The normal serum is not a 'hyper-immune' serum, that is, it's host has
not been challenged with a large amount of an antigen, so it will most
likely not have a super-abundance of any single antibody in it. So, it
is much less likely to cause background than a "hyper-immune" serum or
ascites fluid.
Using an "irrelevant" antibody, which has been prepared in the same way
as your antibody of interest, is the best because it will have a
super-abundance of one or more antibodies and is more likely to cause
non-specific background than a normal serum.

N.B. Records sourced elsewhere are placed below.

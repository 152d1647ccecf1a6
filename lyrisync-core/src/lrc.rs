use crate::time::SecondsExt;
use serde::Serialize;
use std::collections::BTreeMap;

/// Timestamp emitted for times that cannot be represented
pub const ZERO_TIMESTAMP: &str = "[00:00.00]";

/// Parsed LRC file containing metadata and synchronized lines
#[derive(Debug, Clone, Default, PartialEq, Serialize)]
pub struct LrcFile {
    pub lines: Vec<LrcLine>,
    pub metadata: LrcMetadata,
}

/// LRC metadata from ID tags, keyed by tag name
#[derive(Debug, Clone, Default, PartialEq, Eq, Serialize)]
#[serde(transparent)]
pub struct LrcMetadata {
    tags: BTreeMap<String, String>,
}

/// A single line of lyrics with its start time in seconds
#[derive(Debug, Clone, PartialEq, Serialize)]
pub struct LrcLine {
    pub time: f64,
    pub text: String,
}

impl LrcFile {
    /// Parse an LRC string into an `LrcFile`.
    ///
    /// Never fails: blank lines and lines carrying neither a timestamp nor an
    /// ID tag are dropped. Lines come back sorted by time, ties keeping their
    /// input order.
    #[must_use]
    pub fn parse(input: &str) -> Self {
        let mut metadata = LrcMetadata::default();
        let mut lines = Vec::new();

        for line in input.lines() {
            if line.trim().is_empty() {
                continue;
            }

            // ID tags take precedence over lyric content
            if let Some((key, value)) = parse_id_tag(line) {
                metadata.insert(key, value);
                continue;
            }

            let tokens = find_timestamp_tokens(line);
            let Some(last) = tokens.last() else {
                continue;
            };

            // Text after the last timestamp is shared by every timestamp on the line
            let text = line[last.end..].trim();
            lines.extend(tokens.iter().map(|token| LrcLine {
                time: token.seconds,
                text: text.to_string(),
            }));
        }

        // Stable sort keeps input order for equal times
        lines.sort_by(|a, b| a.time.total_cmp(&b.time));

        Self { lines, metadata }
    }

    /// Whether the file holds no timed lines
    #[must_use]
    pub fn is_empty(&self) -> bool {
        self.lines.is_empty()
    }
}

impl LrcMetadata {
    /// Insert or replace a tag value
    pub fn insert(&mut self, key: impl Into<String>, value: impl Into<String>) {
        self.tags.insert(key.into(), value.into());
    }

    #[must_use]
    pub fn get(&self, key: &str) -> Option<&str> {
        self.tags.get(key).map(String::as_str)
    }

    #[must_use]
    pub fn title(&self) -> Option<&str> {
        self.get("ti")
    }

    #[must_use]
    pub fn artist(&self) -> Option<&str> {
        self.get("ar")
    }

    #[must_use]
    pub fn album(&self) -> Option<&str> {
        self.get("al")
    }

    #[must_use]
    pub fn author(&self) -> Option<&str> {
        self.get("au")
    }

    /// Creator of the LRC file itself
    #[must_use]
    pub fn creator(&self) -> Option<&str> {
        self.get("by")
    }

    #[must_use]
    pub fn len(&self) -> usize {
        self.tags.len()
    }

    #[must_use]
    pub fn is_empty(&self) -> bool {
        self.tags.is_empty()
    }

    pub fn iter(&self) -> impl Iterator<Item = (&str, &str)> {
        self.tags.iter().map(|(k, v)| (k.as_str(), v.as_str()))
    }

    /// Render every tag as an `[key:value]` line, ordered by key
    #[must_use]
    pub fn to_header(&self) -> String {
        let mut header = String::new();
        for (key, value) in self.iter() {
            header.push('[');
            header.push_str(key);
            header.push(':');
            header.push_str(value);
            header.push_str("]\n");
        }
        header
    }
}

/// Format seconds as an LRC timestamp `[mm:ss.xx]`.
///
/// Hundredths are truncated, not rounded. Negative and non-finite input
/// formats as [`ZERO_TIMESTAMP`].
#[must_use]
pub fn format_timestamp(seconds: f64) -> String {
    seconds.to_clock_parts().map_or_else(
        || ZERO_TIMESTAMP.to_string(),
        |parts| {
            format!(
                "[{:02}:{:02}.{:02}]",
                parts.minutes, parts.seconds, parts.hundredths
            )
        },
    )
}

/// Parse the first `[mm:ss.xx]` token found in `token` into seconds.
///
/// Returns `0.0` when no well-formed token is present.
#[must_use]
pub fn parse_timestamp(token: &str) -> f64 {
    find_timestamp_tokens(token)
        .first()
        .map_or(0.0, |token| token.seconds)
}

/// Serialize lyric lines and their optional times into LRC text.
///
/// Entries without a time, or with an empty line, are skipped. Output follows
/// the input index order.
#[must_use]
pub fn serialize<S: AsRef<str>>(lines: &[S], times: &[Option<f64>]) -> String {
    let mut output = String::new();

    for (line, time) in lines.iter().zip(times) {
        let line = line.as_ref();
        let Some(time) = time else {
            continue;
        };
        if line.is_empty() {
            continue;
        }

        output.push_str(&format_timestamp(*time));
        output.push_str(line);
        output.push('\n');
    }

    output
}

/// A `[mm:ss.xx]` token located within a line
#[derive(Debug, Clone, Copy, PartialEq)]
struct TimestampToken {
    /// Byte offset just past the closing bracket
    end: usize,
    seconds: f64,
}

/// Find every non-overlapping `[mm:ss.xx]` token in a line, left to right
fn find_timestamp_tokens(line: &str) -> Vec<TimestampToken> {
    let mut tokens = Vec::new();
    let mut pos = 0;

    while let Some(offset) = line[pos..].find('[') {
        let start = pos + offset;
        if let Some(token) = match_timestamp_at(line, start) {
            pos = token.end;
            tokens.push(token);
        } else {
            // '[' is one byte, so this stays on a char boundary
            pos = start + 1;
        }
    }

    tokens
}

/// Match `[digits:digits.digits]` starting exactly at `start`
fn match_timestamp_at(line: &str, start: usize) -> Option<TimestampToken> {
    let rest = line[start..].strip_prefix('[')?;
    let (minutes, rest) = take_digits(rest)?;
    let rest = rest.strip_prefix(':')?;
    let (seconds, rest) = take_digits(rest)?;
    let rest = rest.strip_prefix('.')?;
    let (hundredths, rest) = take_digits(rest)?;
    let rest = rest.strip_prefix(']')?;

    Some(TimestampToken {
        end: line.len() - rest.len(),
        seconds: minutes * 60.0 + seconds + hundredths / 100.0,
    })
}

/// Consume a non-empty run of ASCII digits
fn take_digits(s: &str) -> Option<(f64, &str)> {
    let len = s.bytes().take_while(u8::is_ascii_digit).count();
    if len == 0 {
        return None;
    }

    let value = s[..len].parse().ok()?;
    Some((value, &s[len..]))
}

/// Parse an ID tag like [ti:Title] or [ar:Artist] opening the line
fn parse_id_tag(line: &str) -> Option<(String, String)> {
    let content = line.trim_start().strip_prefix('[')?;
    let colon = content.find(':')?;
    let key = &content[..colon];

    // Timestamps have numeric keys; only letter keys are tags
    if key.is_empty() || !key.chars().all(|c| c.is_ascii_alphabetic()) {
        return None;
    }

    let rest = &content[colon + 1..];
    let end = rest.find(']')?;
    Some((key.to_string(), rest[..end].trim().to_string()))
}

#[cfg(test)]
mod tests {
    use super::*;

    #[test]
    fn test_format_timestamp_truncates_hundredths() {
        assert_eq!(format_timestamp(65.256), "[01:05.25]");
    }

    #[test]
    fn test_format_timestamp_invalid() {
        assert_eq!(format_timestamp(-1.0), ZERO_TIMESTAMP);
        assert_eq!(format_timestamp(f64::NAN), ZERO_TIMESTAMP);
        assert_eq!(format_timestamp(f64::INFINITY), ZERO_TIMESTAMP);
    }

    #[test]
    fn test_format_timestamp_padding() {
        assert_eq!(format_timestamp(0.0), "[00:00.00]");
        assert_eq!(format_timestamp(3.5), "[00:03.50]");
        assert_eq!(format_timestamp(6000.0), "[100:00.00]");
    }

    #[test]
    fn test_parse_timestamp() {
        assert!((parse_timestamp("[01:23.45]") - 83.45).abs() < 1e-9);
        assert!((parse_timestamp("[00:00.50]") - 0.5).abs() < 1e-9);
    }

    #[test]
    fn test_parse_timestamp_malformed() {
        assert_eq!(parse_timestamp("01:23.45"), 0.0);
        assert_eq!(parse_timestamp("[01:23]"), 0.0);
        assert_eq!(parse_timestamp("[ab:cd.ef]"), 0.0);
        assert_eq!(parse_timestamp(""), 0.0);
    }

    #[test]
    fn test_parse_sample_document() {
        let result = LrcFile::parse("[00:01.00]Hello\n[00:02.00]World\n[ar:Someone]");
        assert_eq!(result.lines.len(), 2);
        assert_eq!(result.lines[0].text, "Hello");
        assert_eq!(result.lines[0].time, 1.0);
        assert_eq!(result.lines[1].text, "World");
        assert_eq!(result.lines[1].time, 2.0);
        assert_eq!(result.metadata.len(), 1);
        assert_eq!(result.metadata.artist(), Some("Someone"));
    }

    #[test]
    fn test_parse_id_tags() {
        let input = r"
[ti:Song Title]
[ar:Artist Name]
[al:Album Name]
[by: someone ]
[00:05.00]Lyrics here
";
        let result = LrcFile::parse(input);
        assert_eq!(result.metadata.title(), Some("Song Title"));
        assert_eq!(result.metadata.artist(), Some("Artist Name"));
        assert_eq!(result.metadata.album(), Some("Album Name"));
        assert_eq!(result.metadata.creator(), Some("someone"));
        assert_eq!(result.lines.len(), 1);
    }

    #[test]
    fn test_parse_multi_timestamp_line() {
        let result = LrcFile::parse("[00:10.00][00:40.00]Chorus line");
        assert_eq!(result.lines.len(), 2);
        assert_eq!(result.lines[0].time, 10.0);
        assert_eq!(result.lines[1].time, 40.0);
        assert!(result.lines.iter().all(|l| l.text == "Chorus line"));
    }

    #[test]
    fn test_parse_text_after_last_token() {
        let result = LrcFile::parse("[00:01.00]first [00:02.00]  second  ");
        assert_eq!(result.lines.len(), 2);
        assert_eq!(result.lines[0].text, "second");
        assert_eq!(result.lines[1].text, "second");
    }

    #[test]
    fn test_parse_sorts_stably() {
        let input = "[00:02.00]B\n[00:01.00]A\n[00:02.00]C";
        let result = LrcFile::parse(input);
        let texts: Vec<_> = result.lines.iter().map(|l| l.text.as_str()).collect();
        assert_eq!(texts, vec!["A", "B", "C"]);
    }

    #[test]
    fn test_parse_drops_unrecognized_lines() {
        let input = "plain text\n\n   \n[00:01.00]Kept\n[12:34]no hundredths\n[1a:00.00]bad";
        let result = LrcFile::parse(input);
        assert_eq!(result.lines.len(), 1);
        assert_eq!(result.lines[0].text, "Kept");
        assert!(result.metadata.is_empty());
    }

    #[test]
    fn test_parse_empty_text_line() {
        let result = LrcFile::parse("[00:03.00]");
        assert_eq!(result.lines.len(), 1);
        assert_eq!(result.lines[0].text, "");
    }

    #[test]
    fn test_parse_crlf_and_cjk() {
        let result = LrcFile::parse("[00:05.00]你好世界\r\n[ti:标题]\r\n");
        assert_eq!(result.lines[0].text, "你好世界");
        assert_eq!(result.metadata.title(), Some("标题"));
    }

    #[test]
    fn test_numeric_key_is_not_a_tag() {
        assert!(parse_id_tag("[00:01.00]Hello").is_none());
        assert!(parse_id_tag("[a1:b]").is_none());
        assert_eq!(
            parse_id_tag("[offset:500]"),
            Some(("offset".to_string(), "500".to_string()))
        );
    }

    #[test]
    fn test_serialize_skips_untimed_and_empty() {
        let lines = ["One", "Two", "", "Four"];
        let times = [Some(1.0), None, Some(3.0), Some(4.0)];
        assert_eq!(
            serialize(&lines, &times),
            "[00:01.00]One\n[00:04.00]Four\n"
        );
    }

    #[test]
    fn test_serialize_keeps_index_order() {
        let lines = ["Late", "Early"];
        let times = [Some(9.0), Some(2.0)];
        assert_eq!(serialize(&lines, &times), "[00:09.00]Late\n[00:02.00]Early\n");
    }

    #[test]
    fn test_serialize_length_mismatch() {
        let lines = ["One", "Two", "Three"];
        let times = [Some(1.0)];
        assert_eq!(serialize(&lines, &times), "[00:01.00]One\n");
    }

    #[test]
    fn test_metadata_header() {
        let mut metadata = LrcMetadata::default();
        metadata.insert("ti", "Song");
        metadata.insert("ar", "Artist");
        assert_eq!(metadata.to_header(), "[ar:Artist]\n[ti:Song]\n");

        let reparsed = LrcFile::parse(&metadata.to_header());
        assert_eq!(reparsed.metadata, metadata);
    }

    #[test]
    fn test_serialize_to_json() {
        let lrc = LrcFile::parse("[ar:Someone]\n[00:01.50]Hi");
        let json = serde_json::to_value(&lrc).unwrap();
        assert_eq!(json["metadata"]["ar"], "Someone");
        assert_eq!(json["lines"][0]["text"], "Hi");
        assert_eq!(json["lines"][0]["time"], 1.5);
    }
}
mod cli;
mod commands;
mod error;

use crate::cli::{parse_args, USAGE};
use crate::error::CliError;
use lyrisync_core::{CoreError, LyrisyncConfig};
use std::fs::File;
use std::path::Path;
use std::process::ExitCode;
use std::sync::Arc;
use tracing::{error, info};
use tracing_subscriber::{layer::SubscriberExt, util::SubscriberInitExt, EnvFilter};

fn main() -> ExitCode {
    // Check config for logging.enabled before full config load
    let file_logging_enabled = check_file_logging_enabled();
    init_tracing(file_logging_enabled);

    match execute(std::env::args().skip(1), &LyrisyncConfig::config_path()) {
        Ok(output) => {
            print!("{output}");
            ExitCode::SUCCESS
        }
        Err(e @ (CliError::Usage(_) | CliError::InvalidNumber { .. })) => {
            eprintln!("{e}\n\n{USAGE}");
            ExitCode::from(2)
        }
        Err(e) => {
            // The session already warned about rejected LRC documents
            if !is_import_error(&e) {
                error!("{e}");
            }
            ExitCode::FAILURE
        }
    }
}

/// Parse arguments, then load config and run the command.
///
/// Arguments come first so a bad invocation never touches the config file.
fn execute<I>(args: I, config_path: &Path) -> Result<String, CliError>
where
    I: IntoIterator<Item = String>,
{
    let command = parse_args(args)?;
    let config = load_config(config_path)?;
    commands::run(&command, &config)
}

fn load_config(config_path: &Path) -> Result<LyrisyncConfig, CliError> {
    match LyrisyncConfig::load_or_create_at(config_path) {
        Ok(config) => Ok(config),
        Err(CoreError::ConfigNotFound { path }) => {
            info!("Created config template at {}", path.display());
            Ok(LyrisyncConfig::default())
        }
        Err(e) => Err(e.into()),
    }
}

fn is_import_error(e: &CliError) -> bool {
    matches!(
        e,
        CliError::Core(CoreError::LrcParseError { .. } | CoreError::LrcEncodingError(_))
    )
}

fn check_file_logging_enabled() -> bool {
    // Minimal structs to parse just the logging.enabled field
    #[derive(serde::Deserialize)]
    struct PartialConfig {
        #[serde(default)]
        logging: PartialLoggingConfig,
    }
    #[derive(serde::Deserialize, Default)]
    struct PartialLoggingConfig {
        #[serde(default)]
        enabled: bool,
    }

    let config_path = LyrisyncConfig::config_path();
    let Ok(content) = std::fs::read_to_string(&config_path) else {
        return false;
    };

    toml::from_str::<PartialConfig>(&content).is_ok_and(|c| c.logging.enabled)
}

/// Initialize tracing with stderr output and optional file logging
fn init_tracing(file_logging_enabled: bool) {
    let env_filter = EnvFilter::try_from_default_env().unwrap_or_else(|_| EnvFilter::new("info"));

    // Keep stdout clean for command output
    let fmt_layer = tracing_subscriber::fmt::layer().with_writer(std::io::stderr);

    if file_logging_enabled {
        let log_path = lyrisync_core::log_file_path();

        if let Some(parent) = log_path.parent() {
            let _ = std::fs::create_dir_all(parent);
        }

        match File::create(&log_path) {
            Ok(file) => {
                let file_layer = tracing_subscriber::fmt::layer()
                    .with_writer(Arc::new(file))
                    .with_ansi(false);

                tracing_subscriber::registry()
                    .with(env_filter)
                    .with(fmt_layer)
                    .with(file_layer)
                    .init();

                return;
            }
            Err(e) => {
                eprintln!("Failed to create log file at {}: {e}", log_path.display());
            }
        }
    }

    // Fallback: stderr only
    tracing_subscriber::registry()
        .with(env_filter)
        .with(fmt_layer)
        .init();
}

#[cfg(test)]
mod tests {
    use super::*;
    use tempfile::TempDir;

    fn args(list: &[&str]) -> Vec<String> {
        list.iter().map(ToString::to_string).collect()
    }

    #[test]
    fn test_bad_arguments_leave_config_alone() {
        let dir = TempDir::new().unwrap();
        let config_path = dir.path().join("lyrisync").join("config.toml");

        let result = execute(args(&["frobnicate"]), &config_path);
        assert!(matches!(result, Err(CliError::Usage(_))));
        assert!(!config_path.exists());
        assert!(!dir.path().join("lyrisync").exists());
    }

    #[test]
    fn test_first_run_writes_template_and_runs() {
        let dir = TempDir::new().unwrap();
        let config_path = dir.path().join("config.toml");
        let lyrics = dir.path().join("lyrics.txt");
        std::fs::write(&lyrics, "One\nTwo\n").unwrap();

        let output = execute(args(&["split", lyrics.to_str().unwrap()]), &config_path).unwrap();
        assert_eq!(output, "   0  One\n   1  Two\n");
        assert!(config_path.exists());
    }

    #[test]
    fn test_invalid_config_is_reported() {
        let dir = TempDir::new().unwrap();
        let config_path = dir.path().join("config.toml");
        std::fs::write(&config_path, "[editing]\nnudge_step_secs = -1.0\n").unwrap();
        let lyrics = dir.path().join("lyrics.txt");
        std::fs::write(&lyrics, "One\n").unwrap();

        let result = execute(args(&["split", lyrics.to_str().unwrap()]), &config_path);
        assert!(matches!(
            result,
            Err(CliError::Core(CoreError::ConfigInvalid { .. }))
        ));
    }

    #[test]
    fn test_import_errors_are_not_logged_twice() {
        let parse = CliError::Core(CoreError::LrcParseError {
            reason: "empty".to_string(),
        });
        assert!(is_import_error(&parse));
        assert!(!is_import_error(&CliError::Usage("x".to_string())));
    }
}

Tim Morken, B.A., EMT(MSA), HTL(ASCP)
Infectious Disease Pathology
Centers for Disease Control
MS-G32
1600 Clifton Rd.
Atlanta, GA 30333
USA
email: tim9@cdc.gov
timcdc@hotmail.com
FAX: (404)639-3043
----Original Message Follows----
Date: Tue, 02 Mar 1999 14:56:09 -0500
From: Jeff Silverman <peptolab@hamptons.com>
Subject: Re: Irrelevant antiibodies versus omiting the primary Ab for
IHC
control,
To: Tony Henwood <henwood@mail.one.net.au>,
HistoNet@Pathology.swmed.edu,
Bruce A Rasmussen <brasmuss@osf1.gmu.edu>
Tony and Netters,
My sentiments exactly, that's one reason to always run a panel and not
single antibodies, this way we at least can derive some useful
information
from our negative controls.
Jeff SIlverman
----------
> From: Tony Henwood <henwood@mail.one.net.au>
> To: HistoNet@Pathology.swmed.edu; Bruce A Rasmussen
<brasmuss@osf1.gmu.edu>
> Subject: Re: omiting the primary Ab for IHC control,
> Date: Tuesday, March 02, 1999 5:48 PM
>
> It is a good idea to include a negative control with each case. Often
> when a panel of antibodies (eg S100, keratin and LCAg) are used the
> "negative" control is superfluous since one hopes that the tumour
> will be negative for one of the panel antibodies used.